Keheliya Rambukwella, ministro de Implementación de Políticas de Sri Lanka, anunció esta semana que cualquier cambio al respecto tendrá como resultado que "el cese del fuego se volverá nulo y vacío".

Sin embargo, Rambukwella indicó que el gobierno considerará reemplazar a los nórdicos de la UE por observadores de otros países. "Estamos mirando a países como India y Sudáfrica", dijo.

El cese del fuego, alcanzado gracias a la mediación de Noruega en 2002, está en el centro de los actuales esfuerzos diplomáticos para conseguir que los Tigres Tamiles y el gobierno vuelvan a la mesa de negociaciones.

Si Dinamarca, Finlandia y Suecia se retiran, quedarán fuera de la misión 37 de los 57 observadores y colapsará la ya destartalada tregua de febrero de 2002.

La tarea de Hanssen-Bauer será convencer a los Tigres de la neutralidad de los miembros de la UE o, al menos, de que le den tiempo a Noruega para recomponer la misión con miembros que no sean de la UE pero sí nórdicos.

Las expectativas son altas, porque un fracaso significaría la reanudación de una guerra que ya se cobró 65.000 vidas, mientras los Tigres intentan consagrar el establecimiento de una patria separada para la minoría tamil, en el norte y el oriente de la isla.

Japón viene realizando esfuerzos: planea enviar a Sri Lanka a su delegado especial Yasushi Akashi, para reunirse tanto con representantes del gobierno como con el jefe de los Tigres, Velupillai Prabhakaran.

"Quiere conversar directamente con Prabhakaran porque es la autoridad encargada de tomar decisiones", explicaron funcionarios de la embajada japonesa en Colombo.

Siguiendo la línea de la UE, Japón consideró prohibir a los Tigres si la organización persiste con su posición de mano dura.
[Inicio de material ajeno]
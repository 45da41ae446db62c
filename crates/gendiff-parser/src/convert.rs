//! Decode document bytes and normalize them into a [`Mapping`].

use gendiff_types::{Mapping, Value};
use tracing::debug;

use crate::document::DocumentFormat;
use crate::error::{ParseError, ParseResult};

/// Parse `bytes` as a document of the given format.
///
/// An empty document or a top-level null is an empty mapping. Any other
/// non-mapping top level is rejected.
pub fn parse_bytes(bytes: &[u8], format: DocumentFormat) -> ParseResult<Mapping> {
    debug!(%format, bytes = bytes.len(), "parsing document");

    let value = match format {
        DocumentFormat::Json => parse_json(bytes)?,
        DocumentFormat::Yaml => parse_yaml(bytes)?,
        DocumentFormat::Toml => parse_toml(bytes)?,
    };

    match value {
        Value::Mapping(map) => Ok(map),
        Value::Null => Ok(Mapping::new()),
        other => Err(ParseError::NotAMapping {
            format,
            found: other.kind(),
        }),
    }
}

fn parse_json(bytes: &[u8]) -> ParseResult<Value> {
    if is_blank(bytes) {
        return Ok(Value::Null);
    }
    let value: serde_json::Value = serde_json::from_slice(bytes)
        .map_err(|e| ParseError::syntax(DocumentFormat::Json, e))?;
    Ok(Value::from(value))
}

fn parse_yaml(bytes: &[u8]) -> ParseResult<Value> {
    if is_blank(bytes) {
        return Ok(Value::Null);
    }
    let mut value: serde_yaml::Value = serde_yaml::from_slice(bytes)
        .map_err(|e| ParseError::syntax(DocumentFormat::Yaml, e))?;
    // `<<: *anchor` merge keys are only resolved on request.
    value
        .apply_merge()
        .map_err(|e| ParseError::syntax(DocumentFormat::Yaml, e))?;
    from_yaml(value)
}

fn is_blank(bytes: &[u8]) -> bool {
    bytes.iter().all(u8::is_ascii_whitespace)
}

fn parse_toml(bytes: &[u8]) -> ParseResult<Value> {
    let text =
        std::str::from_utf8(bytes).map_err(|e| ParseError::syntax(DocumentFormat::Toml, e))?;
    let table: toml::Table =
        toml::from_str(text).map_err(|e| ParseError::syntax(DocumentFormat::Toml, e))?;
    Ok(from_toml(toml::Value::Table(table)))
}

fn from_yaml(value: serde_yaml::Value) -> ParseResult<Value> {
    Ok(match value {
        serde_yaml::Value::Null => Value::Null,
        serde_yaml::Value::Bool(b) => Value::Bool(b),
        serde_yaml::Value::Number(n) => {
            if let Some(i) = n.as_i64() {
                Value::Integer(i)
            } else if let Some(u) = n.as_u64() {
                Value::from(u)
            } else {
                Value::Float(n.as_f64().unwrap_or(f64::NAN))
            }
        }
        serde_yaml::Value::String(s) => Value::String(s),
        serde_yaml::Value::Sequence(items) => Value::Sequence(
            items
                .into_iter()
                .map(from_yaml)
                .collect::<ParseResult<Vec<_>>>()?,
        ),
        serde_yaml::Value::Mapping(entries) => {
            let mut map = Mapping::new();
            for (key, item) in entries {
                let key = yaml_key(key)?;
                if map.contains_key(&key) {
                    return Err(ParseError::syntax(
                        DocumentFormat::Yaml,
                        format!("duplicate mapping key '{key}'"),
                    ));
                }
                map.insert(key, from_yaml(item)?);
            }
            Value::Mapping(map)
        }
        serde_yaml::Value::Tagged(tagged) => from_yaml(tagged.value)?,
    })
}

/// Scalar keys are stringified the way they were written; complex keys are rejected.
/// Two keys that stringify the same (`1` and `"1"`) are a duplicate.
fn yaml_key(key: serde_yaml::Value) -> ParseResult<String> {
    match key {
        serde_yaml::Value::String(s) => Ok(s),
        serde_yaml::Value::Bool(b) => Ok(b.to_string()),
        serde_yaml::Value::Number(n) => Ok(n.to_string()),
        serde_yaml::Value::Null => Ok("null".to_string()),
        serde_yaml::Value::Tagged(tagged) => yaml_key(tagged.value),
        serde_yaml::Value::Sequence(_) | serde_yaml::Value::Mapping(_) => Err(ParseError::syntax(
            DocumentFormat::Yaml,
            "mapping keys must be scalars",
        )),
    }
}

fn from_toml(value: toml::Value) -> Value {
    match value {
        toml::Value::String(s) => Value::String(s),
        toml::Value::Integer(i) => Value::Integer(i),
        toml::Value::Float(f) => Value::Float(f),
        toml::Value::Boolean(b) => Value::Bool(b),
        toml::Value::Datetime(dt) => Value::String(dt.to_string()),
        toml::Value::Array(items) => Value::Sequence(items.into_iter().map(from_toml).collect()),
        toml::Value::Table(table) => Value::Mapping(
            table
                .into_iter()
                .map(|(k, v)| (k, from_toml(v)))
                .collect(),
        ),
    }
}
Esa prohibición "está siendo considerada, pero todo dependerá de la visita de Akashi", dijeron a IPS funcionarios de la embajada.
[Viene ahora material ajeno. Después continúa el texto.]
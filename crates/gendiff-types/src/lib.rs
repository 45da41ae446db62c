//! Foundation types for gendiff.
//!
//! Every document gendiff compares is reduced to a [`Mapping`] of string keys
//! to [`Value`]s. The remaining crates depend only on this representation.
//!
//! # Key Types
//!
//! - [`Value`] -- Closed set of dynamically-typed configuration values
//! - [`Mapping`] -- Key-sorted map from string key to [`Value`]
//! - [`deep_equal`] -- Structural equality used by the diff builder

pub mod value;

pub use value::{deep_equal, mappings_equal, Mapping, Value};
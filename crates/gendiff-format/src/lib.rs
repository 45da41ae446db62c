//! Output renderers for gendiff.
//!
//! Each renderer turns the change tree built by `gendiff-diff` into text:
//!
//! - [`stylish`] -- Indented brace blocks with `+`/`-` markers (the default)
//! - [`plain`] -- One sentence per changed property
//! - [`json`] -- The tree as a pretty-printed array of keyed objects
//!
//! [`Format`] names a renderer and [`render`] dispatches to it.

pub mod error;
pub mod format;
pub mod json;
mod number;
pub mod plain;
pub mod stylish;

pub use error::{FormatError, FormatResult};
pub use format::{render, Format};
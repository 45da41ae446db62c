use tracing::debug;
use tracing_subscriber::EnvFilter;

use crate::cli::Cli;

/// Send logs to stderr so stdout carries only the diff. `--verbose` forces
/// debug level, otherwise `RUST_LOG` applies with a default of `warn`.
pub fn init_tracing(verbose: bool) {
    let filter = if verbose {
        EnvFilter::new("debug")
    } else {
        EnvFilter::try_from_default_env().unwrap_or_else(|_| EnvFilter::new("warn"))
    };

    tracing_subscriber::fmt()
        .with_env_filter(filter)
        .with_writer(std::io::stderr)
        .init();
}

pub fn run_command(cli: Cli) -> anyhow::Result<()> {
    debug!(
        file1 = %cli.file1.display(),
        file2 = %cli.file2.display(),
        format = %cli.format,
        "comparing files"
    );

    let out = gendiff::gen_diff(&cli.file1, &cli.file2, &cli.format)?;
    println!("{}", out);
    Ok(())
}
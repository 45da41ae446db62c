//! Build a change tree from two mappings.
//!
//! Keys are visited in ascending order, so siblings in the result are always
//! sorted. Two mappings under the same key are diffed recursively; if they
//! turn out deep-equal the key is reported unchanged rather than as an empty
//! nested block.

use std::collections::BTreeSet;

use gendiff_types::{deep_equal, Mapping, Value};

use crate::node::DiffNode;

/// Compute the diff between two mappings.
///
/// Keys present only in `new` are added, keys present only in `old` are
/// removed, and deep-equal values are unchanged. Two differing mappings
/// become a nested node; any other pair of differing values (including a
/// mapping against a scalar) is updated.
pub fn build_diff(old: &Mapping, new: &Mapping) -> Vec<DiffNode> {
    let keys: BTreeSet<&String> = old.keys().chain(new.keys()).collect();

    keys.into_iter()
        .map(|key| match (old.get(key), new.get(key)) {
            (None, Some(value)) => DiffNode::added(key.as_str(), value.clone()),
            (Some(value), None) => DiffNode::removed(key.as_str(), value.clone()),
            (Some(old_val), Some(new_val)) => classify(key, old_val, new_val),
            (None, None) => unreachable!("key {key:?} came from one of the two mappings"),
        })
        .collect()
}

fn classify(key: &str, old_val: &Value, new_val: &Value) -> DiffNode {
    if deep_equal(old_val, new_val) {
        return DiffNode::unchanged(key, old_val.clone());
    }

    match (old_val, new_val) {
        // Unequal mappings always yield at least one changed child.
        (Value::Mapping(old_map), Value::Mapping(new_map)) => {
            DiffNode::nested(key, build_diff(old_map, new_map))
        }
        _ => DiffNode::updated(key, old_val.clone(), new_val.clone()),
    }
}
La semana pasada fracasaron los intentos de funcionarios suecos de reunirse con Prabhakaran y otros altos dirigentes de los Tigres.

Hay señales de que Suecia, Dinamarca y Finlandia planean retirarse, si los actuales esfuerzos fracasan, en los próximos cinco días, por razones de seguridad.
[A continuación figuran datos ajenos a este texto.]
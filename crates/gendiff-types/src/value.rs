//! The dynamically-typed value every parsed configuration document reduces to.
//!
//! JSON, YAML and TOML documents are all normalized into [`Value`] before they
//! are compared, so the diff engine and renderers only ever match on this one
//! closed set of variants.

use std::collections::BTreeMap;
use std::fmt;

use serde::de::{self, Deserialize, Deserializer, MapAccess, SeqAccess, Visitor};
use serde::ser::{Serialize, SerializeMap, SerializeSeq, Serializer};

/// A mapping from string key to value. Iteration is always in ascending key order.
pub type Mapping = BTreeMap<String, Value>;

/// A configuration value of any kind.
#[derive(Clone, Debug, Default)]
pub enum Value {
    /// An explicit null (`null`, `~`, or an empty YAML node).
    #[default]
    Null,
    Bool(bool),
    /// A signed integer.
    Integer(i64),
    /// A floating point number, or an unsigned integer too large for `i64`.
    Float(f64),
    String(String),
    /// An ordered sequence. Element order is significant for equality.
    Sequence(Vec<Value>),
    /// A nested mapping. Key order is not significant for equality.
    Mapping(Mapping),
}

impl Value {
    /// A short lowercase name for the variant, used in log output.
    pub fn kind(&self) -> &'static str {
        match self {
            Value::Null => "null",
            Value::Bool(_) => "bool",
            Value::Integer(_) => "integer",
            Value::Float(_) => "float",
            Value::String(_) => "string",
            Value::Sequence(_) => "sequence",
            Value::Mapping(_) => "mapping",
        }
    }
}

/// Structural equality across the whole value.
///
/// Mappings are compared as key/value sets, sequences element by element in
/// order. Integers and floats compare numerically, so `1` equals `1.0`, and
/// NaN equals NaN so that a document always equals itself.
pub fn deep_equal(a: &Value, b: &Value) -> bool {
    match (a, b) {
        (Value::Null, Value::Null) => true,
        (Value::Bool(x), Value::Bool(y)) => x == y,
        (Value::Integer(x), Value::Integer(y)) => x == y,
        (Value::Float(x), Value::Float(y)) => x == y || (x.is_nan() && y.is_nan()),
        (Value::Integer(i), Value::Float(f)) | (Value::Float(f), Value::Integer(i)) => {
            integer_equals_float(*i, *f)
        }
        (Value::String(x), Value::String(y)) => x == y,
        (Value::Sequence(xs), Value::Sequence(ys)) => {
            xs.len() == ys.len() && xs.iter().zip(ys).all(|(x, y)| deep_equal(x, y))
        }
        (Value::Mapping(xs), Value::Mapping(ys)) => mappings_equal(xs, ys),
        _ => false,
    }
}

/// Exact comparison: the float must be integral and inside the `i64` range.
fn integer_equals_float(i: i64, f: f64) -> bool {
    // 2^63. `i64::MIN` is exactly `-LIMIT`; `i64::MAX` rounds up to `LIMIT`.
    const LIMIT: f64 = 9_223_372_036_854_775_808.0;
    f.fract() == 0.0 && (-LIMIT..LIMIT).contains(&f) && f as i64 == i
}

/// Key/value set equality of two mappings.
pub fn mappings_equal(a: &Mapping, b: &Mapping) -> bool {
    a.len() == b.len()
        && a.iter().all(|(key, x)| match b.get(key) {
            Some(y) => deep_equal(x, y),
            None => false,
        })
}

impl PartialEq for Value {
    fn eq(&self, other: &Self) -> bool {
        deep_equal(self, other)
    }
}

impl From<bool> for Value {
    fn from(v: bool) -> Self {
        Value::Bool(v)
    }
}

impl From<i64> for Value {
    fn from(v: i64) -> Self {
        Value::Integer(v)
    }
}

impl From<u64> for Value {
    fn from(v: u64) -> Self {
        match i64::try_from(v) {
            Ok(i) => Value::Integer(i),
            Err(_) => Value::Float(v as f64),
        }
    }
}

impl From<f64> for Value {
    fn from(v: f64) -> Self {
        Value::Float(v)
    }
}

impl From<&str> for Value {
    fn from(v: &str) -> Self {
        Value::String(v.to_string())
    }
}

impl From<String> for Value {
    fn from(v: String) -> Self {
        Value::String(v)
    }
}

impl From<Vec<Value>> for Value {
    fn from(v: Vec<Value>) -> Self {
        Value::Sequence(v)
    }
}

impl From<Mapping> for Value {
    fn from(v: Mapping) -> Self {
        Value::Mapping(v)
    }
}

impl From<serde_json::Value> for Value {
    fn from(v: serde_json::Value) -> Self {
        match v {
            serde_json::Value::Null => Value::Null,
            serde_json::Value::Bool(b) => Value::Bool(b),
            serde_json::Value::Number(n) => {
                if let Some(i) = n.as_i64() {
                    Value::Integer(i)
                } else if let Some(u) = n.as_u64() {
                    Value::from(u)
                } else {
                    Value::Float(n.as_f64().unwrap_or(f64::NAN))
                }
            }
            serde_json::Value::String(s) => Value::String(s),
            serde_json::Value::Array(items) => {
                Value::Sequence(items.into_iter().map(Value::from).collect())
            }
            serde_json::Value::Object(map) => Value::Mapping(
                map.into_iter().map(|(k, v)| (k, Value::from(v))).collect(),
            ),
        }
    }
}

impl Serialize for Value {
    fn serialize<S: Serializer>(&self, serializer: S) -> Result<S::Ok, S::Error> {
        match self {
            Value::Null => serializer.serialize_unit(),
            Value::Bool(b) => serializer.serialize_bool(*b),
            Value::Integer(i) => serializer.serialize_i64(*i),
            Value::Float(f) => serializer.serialize_f64(*f),
            Value::String(s) => serializer.serialize_str(s),
            Value::Sequence(items) => {
                let mut seq = serializer.serialize_seq(Some(items.len()))?;
                for item in items {
                    seq.serialize_element(item)?;
                }
                seq.end()
            }
            Value::Mapping(map) => {
                let mut out = serializer.serialize_map(Some(map.len()))?;
                for (k, v) in map {
                    out.serialize_entry(k, v)?;
                }
                out.end()
            }
        }
    }
}

struct ValueVisitor;

impl<'de> Visitor<'de> for ValueVisitor {
    type Value = Value;

    fn expecting(&self, f: &mut fmt::Formatter) -> fmt::Result {
        f.write_str("any configuration value")
    }

    fn visit_bool<E: de::Error>(self, v: bool) -> Result<Value, E> {
        Ok(Value::Bool(v))
    }

    fn visit_i64<E: de::Error>(self, v: i64) -> Result<Value, E> {
        Ok(Value::Integer(v))
    }

    fn visit_u64<E: de::Error>(self, v: u64) -> Result<Value, E> {
        Ok(Value::from(v))
    }

    fn visit_f64<E: de::Error>(self, v: f64) -> Result<Value, E> {
        Ok(Value::Float(v))
    }

    fn visit_str<E: de::Error>(self, v: &str) -> Result<Value, E> {
        Ok(Value::String(v.to_string()))
    }

    fn visit_string<E: de::Error>(self, v: String) -> Result<Value, E> {
        Ok(Value::String(v))
    }

    fn visit_unit<E: de::Error>(self) -> Result<Value, E> {
        Ok(Value::Null)
    }

    fn visit_none<E: de::Error>(self) -> Result<Value, E> {
        Ok(Value::Null)
    }

    fn visit_some<D: Deserializer<'de>>(self, deserializer: D) -> Result<Value, D::Error> {
        Deserialize::deserialize(deserializer)
    }

    fn visit_seq<A: SeqAccess<'de>>(self, mut seq: A) -> Result<Value, A::Error> {
        let mut items = Vec::with_capacity(seq.size_hint().unwrap_or(0));
        while let Some(item) = seq.next_element()? {
            items.push(item);
        }
        Ok(Value::Sequence(items))
    }

    fn visit_map<A: MapAccess<'de>>(self, mut access: A) -> Result<Value, A::Error> {
        let mut map = Mapping::new();
        while let Some((key, value)) = access.next_entry::<String, Value>()? {
            map.insert(key, value);
        }
        Ok(Value::Mapping(map))
    }
}

impl<'de> Deserialize<'de> for Value {
    fn deserialize<D: Deserializer<'de>>(deserializer: D) -> Result<Self, D::Error> {
        deserializer.deserialize_any(ValueVisitor)
    }
}
use std::path::PathBuf;

use clap::Parser;

#[derive(Parser, Debug)]
#[command(
    name = "gendiff",
    about = "Compares two configuration files and shows a difference.",
    version,
)]
pub struct Cli {
    /// First file (JSON, YAML or TOML)
    pub file1: PathBuf,

    /// Second file (JSON, YAML or TOML)
    pub file2: PathBuf,

    /// Output format: stylish, plain or json
    #[arg(short, long, default_value = "stylish")]
    pub format: String,

    /// Log debug output to stderr
    #[arg(short, long)]
    pub verbose: bool,
}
"Si la seguridad de sus observadores no puede ser garantizada, será un problema", dijo el portavoz de la misión Thoffinur Omrasson. Fuentes en el norte dijeron que los Tigres habían sido informados de que una retirada era posible.

En mayo, luego de tres advertencias a la Misión de Monitoreo de no abordar buques de la armada de Sri Lanka, los Tigres atacaron una flotilla de naves en las aguas septentrionales, que viajaban bajo la bandera de la misión.

Ningún observador resultó herido, pero una nave de patrulla que transportaba a más de una docena de personas se perdió y desde entonces los miembros de la misión dejaron de abordar barcos de la armada.

Noruega e Islandia dijeron no estar dispuestas a continuar por su cuenta o a aumentar los monitores para llenar el vacío. Por su parte, los Tigres solamente declararon querer que los ciudadanos de la UE salgan.

También dijeron preferir que Noruega, por lo menos, siga siendo el principal intermediario. Noruega medió en la última ronda de conversaciones directas entre el gobierno y los Tigres, celebrada en enero.

Ahora existe un difundido temor de que una retirada de la misión dé el empujón final hacia la guerra, en una situación donde la violencia que se cobró la vida de 900 personas —550 de ellas civiles— desde noviembre, cuando llegó al poder un nuevo gobierno pro-singalés encabezado por el presidente Mahinda Rajapakse.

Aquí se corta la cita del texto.